Can be run as a standalone benchmarking harness, or as a library. See API_doc.md for information about the interface.
Example:
mpirun -n 4 ./uspmv <matrix_name>.mtx <kernel_format> <options>
- kernel_format can be any one of: crs, scs, ell
Options:
- -c (chunk size)
- -s (sigma)
- -rev (number of back-to-back revisions to perform)
- -rand_x (0/1 random x vector option)
- -sp/dp (numerical precision for spmv)
- -seg_nnz/seg_rows/seg_metis (global matrix partitioning)
- -validate (0/1 check result against mkl option)
- -verbose (0/1 verbose validation of results)
- -mode (s/b either in solve mode or bench mode)
- -bench_time (minimum number of seconds for SpMV benchmark)

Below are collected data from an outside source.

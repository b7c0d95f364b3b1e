pub fn render_schema() -> String {
	expand_includes(include_str!("../../../sql/init.sql"))
}

fn expand_includes(sql: &str) -> String {
	let mut out = String::new();

	for line in sql.lines() {
		let trimmed = line.trim();

		if let Some(path) = trimmed.strip_prefix("\\ir ") {
			match path.trim() {
				"tables/001_locations.sql" =>
					out.push_str(include_str!("../../../sql/tables/001_locations.sql")),
				"tables/002_raw_records.sql" =>
					out.push_str(include_str!("../../../sql/tables/002_raw_records.sql")),
				"tables/003_processed_records.sql" =>
					out.push_str(include_str!("../../../sql/tables/003_processed_records.sql")),
				"tables/004_labor_day_aggregates.sql" =>
					out.push_str(include_str!("../../../sql/tables/004_labor_day_aggregates.sql")),
				"tables/005_labor_team_day_aggregates.sql" => out
					.push_str(include_str!("../../../sql/tables/005_labor_team_day_aggregates.sql")),
				"tables/006_revenue_day_aggregates.sql" =>
					out.push_str(include_str!("../../../sql/tables/006_revenue_day_aggregates.sql")),
				"tables/007_sales_day_aggregates.sql" =>
					out.push_str(include_str!("../../../sql/tables/007_sales_day_aggregates.sql")),
				"tables/008_sales_category_day_aggregates.sql" => out.push_str(include_str!(
					"../../../sql/tables/008_sales_category_day_aggregates.sql"
				)),
				"tables/009_pnl_ledger_entries.sql" =>
					out.push_str(include_str!("../../../sql/tables/009_pnl_ledger_entries.sql")),
				"tables/010_pnl_monthly_summaries.sql" =>
					out.push_str(include_str!("../../../sql/tables/010_pnl_monthly_summaries.sql")),
				"tables/011_sync_schedule_state.sql" =>
					out.push_str(include_str!("../../../sql/tables/011_sync_schedule_state.sql")),
				_ => out.push_str(line),
			}
		} else {
			out.push_str(line);
		}

		out.push('\n');
	}

	out
}
use axum::{
	Json, Router,
	extract::{
		Path, Query, State,
		rejection::{JsonRejection, QueryRejection},
	},
	http::StatusCode,
	response::{IntoResponse, Response},
	routing::{get, post},
};
use serde::Serialize;

use crate::state::AppState;
use horeca_domain::Endpoint;
use horeca_service::{
	ConnectionReport, Error as ServiceError, PnlAggregateRequest, PnlAggregateResponse,
	ProcessEndpointRequest, ProcessEndpointResponse, ProgressQuery, ProgressResponse, SyncReport,
	SyncRequest,
};

pub fn router(state: AppState) -> Router {
	Router::new()
		.route("/health", get(health))
		.route("/sync/{endpoint}", post(sync))
		.route("/progress", get(progress))
		.route("/process-endpoint", post(process_endpoint))
		.route("/pnl-aggregate", post(pnl_aggregate))
		.route("/eitje/connection", get(eitje_connection))
		.with_state(state)
}

#[derive(Debug, Serialize)]
pub struct HealthResponse {
	success: bool,
	version: &'static str,
}

#[derive(Debug, Serialize)]
pub struct Envelope<T> {
	success: bool,
	#[serde(flatten)]
	data: T,
}

async fn health() -> Json<HealthResponse> {
	Json(HealthResponse { success: true, version: horeca_cli::VERSION })
}

async fn sync(
	State(state): State<AppState>,
	Path(endpoint): Path<String>,
	payload: Result<Json<SyncRequest>, JsonRejection>,
) -> Result<Json<SyncReport>, ApiError> {
	let endpoint = parse_endpoint(&endpoint)?;
	let Json(payload) = payload?;
	let report = state.service.sync(endpoint, payload).await?;

	Ok(Json(report))
}

async fn progress(
	State(state): State<AppState>,
	query: Result<Query<ProgressQuery>, QueryRejection>,
) -> Result<Json<Envelope<ProgressResponse>>, ApiError> {
	let Query(query) = query?;
	let response = state.service.progress(query).await?;

	Ok(Json(Envelope { success: true, data: response }))
}

async fn process_endpoint(
	State(state): State<AppState>,
	payload: Result<Json<ProcessEndpointRequest>, JsonRejection>,
) -> Result<Json<ProcessEndpointResponse>, ApiError> {
	let Json(payload) = payload?;
	let response = state.service.process_endpoint(payload).await?;

	Ok(Json(response))
}

async fn pnl_aggregate(
	State(state): State<AppState>,
	payload: Result<Json<PnlAggregateRequest>, JsonRejection>,
) -> Result<Json<PnlAggregateResponse>, ApiError> {
	let Json(payload) = payload?;
	let response = state.service.pnl_aggregate(payload).await?;

	Ok(Json(response))
}

async fn eitje_connection(State(state): State<AppState>) -> Result<Json<ConnectionReport>, ApiError> {
	let response = state.service.eitje_connection().await?;

	Ok(Json(response))
}

fn parse_endpoint(raw: &str) -> Result<Endpoint, ApiError> {
	raw.parse().map_err(|err: horeca_domain::UnknownEndpoint| {
		json_error(StatusCode::BAD_REQUEST, "unknown_endpoint", err.to_string())
	})
}

#[derive(Debug, Serialize)]
#[serde(rename_all = "camelCase")]
struct ErrorBody {
	success: bool,
	error_code: String,
	error: String,
}

#[derive(Debug)]
pub struct ApiError {
	status: StatusCode,
	error_code: String,
	message: String,
}
impl ApiError {
	fn new(status: StatusCode, error_code: impl Into<String>, message: impl Into<String>) -> Self {
		Self { status, error_code: error_code.into(), message: message.into() }
	}
}

pub fn json_error(status: StatusCode, code: &str, message: impl Into<String>) -> ApiError {
	ApiError::new(status, code, message)
}

impl From<ServiceError> for ApiError {
	fn from(err: ServiceError) -> Self {
		match err {
			ServiceError::InvalidRequest { message } =>
				json_error(StatusCode::BAD_REQUEST, "invalid_request", message),
			ServiceError::Configuration { message } =>
				json_error(StatusCode::UNPROCESSABLE_ENTITY, "configuration", message),
			ServiceError::NotFound { message } =>
				json_error(StatusCode::NOT_FOUND, "not_found", message),
			ServiceError::Provider { message } =>
				json_error(StatusCode::BAD_GATEWAY, "provider", message),
			ServiceError::Storage { message } => {
				tracing::error!(error = %message, "Storage failure.");

				json_error(StatusCode::INTERNAL_SERVER_ERROR, "storage", "Storage is unavailable.")
			},
		}
	}
}

impl From<JsonRejection> for ApiError {
	fn from(rejection: JsonRejection) -> Self {
		json_error(StatusCode::BAD_REQUEST, "invalid_body", rejection.body_text())
	}
}

impl From<QueryRejection> for ApiError {
	fn from(rejection: QueryRejection) -> Self {
		json_error(StatusCode::BAD_REQUEST, "invalid_query", rejection.body_text())
	}
}

impl IntoResponse for ApiError {
	fn into_response(self) -> Response {
		let body = ErrorBody { success: false, error_code: self.error_code, error: self.message };

		(self.status, Json(body)).into_response()
	}
}
pub mod calendar;
pub mod endpoint;
pub mod location_match;
pub mod payload;
pub mod pnl;
pub mod rollup;
pub mod time_serde;

pub use endpoint::{Endpoint, KeyShape, UnknownEndpoint, Vendor};
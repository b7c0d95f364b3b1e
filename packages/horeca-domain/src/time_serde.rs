pub mod option;

use serde::{Deserialize, Deserializer, Serializer};
use time::{Date, format_description::BorrowedFormatItem, macros::format_description};

pub const ISO_DATE: &[BorrowedFormatItem<'static>] = format_description!("[year]-[month]-[day]");

pub fn serialize<S>(value: &Date, serializer: S) -> Result<S::Ok, S::Error>
where
	S: Serializer,
{
	let formatted = value.format(ISO_DATE).map_err(serde::ser::Error::custom)?;

	serializer.serialize_str(&formatted)
}

pub fn deserialize<'de, D>(deserializer: D) -> Result<Date, D::Error>
where
	D: Deserializer<'de>,
{
	let raw = String::deserialize(deserializer)?;

	Date::parse(raw.trim(), ISO_DATE).map_err(serde::de::Error::custom)
}

pub fn parse_date(raw: &str) -> Result<Date, time::error::Parse> {
	Date::parse(raw.trim(), ISO_DATE)
}

pub fn format_date(date: Date) -> String {
	date.format(ISO_DATE).unwrap_or_else(|_| date.to_string())
}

- -ba_synch (0/1 synch processes each benchmark loop)
- -comm_halos (0/1 communication halo elements each benchmark loop)
- -par_pack (0/1 pack elements contigously for MPI_Isend in parallel)
Notes:
- kernel_format can be any one of: crs, scs, ell
- The -c and -s options are only relevant when the scs kernel is selected
- Dependencies:
- mkl (used for validation of results)
- intelmpi
- Select compiler in Makefile (icc, icx, gcc)
- icc not advised (depreciated, known to seg fault in SCS kernel sometimes)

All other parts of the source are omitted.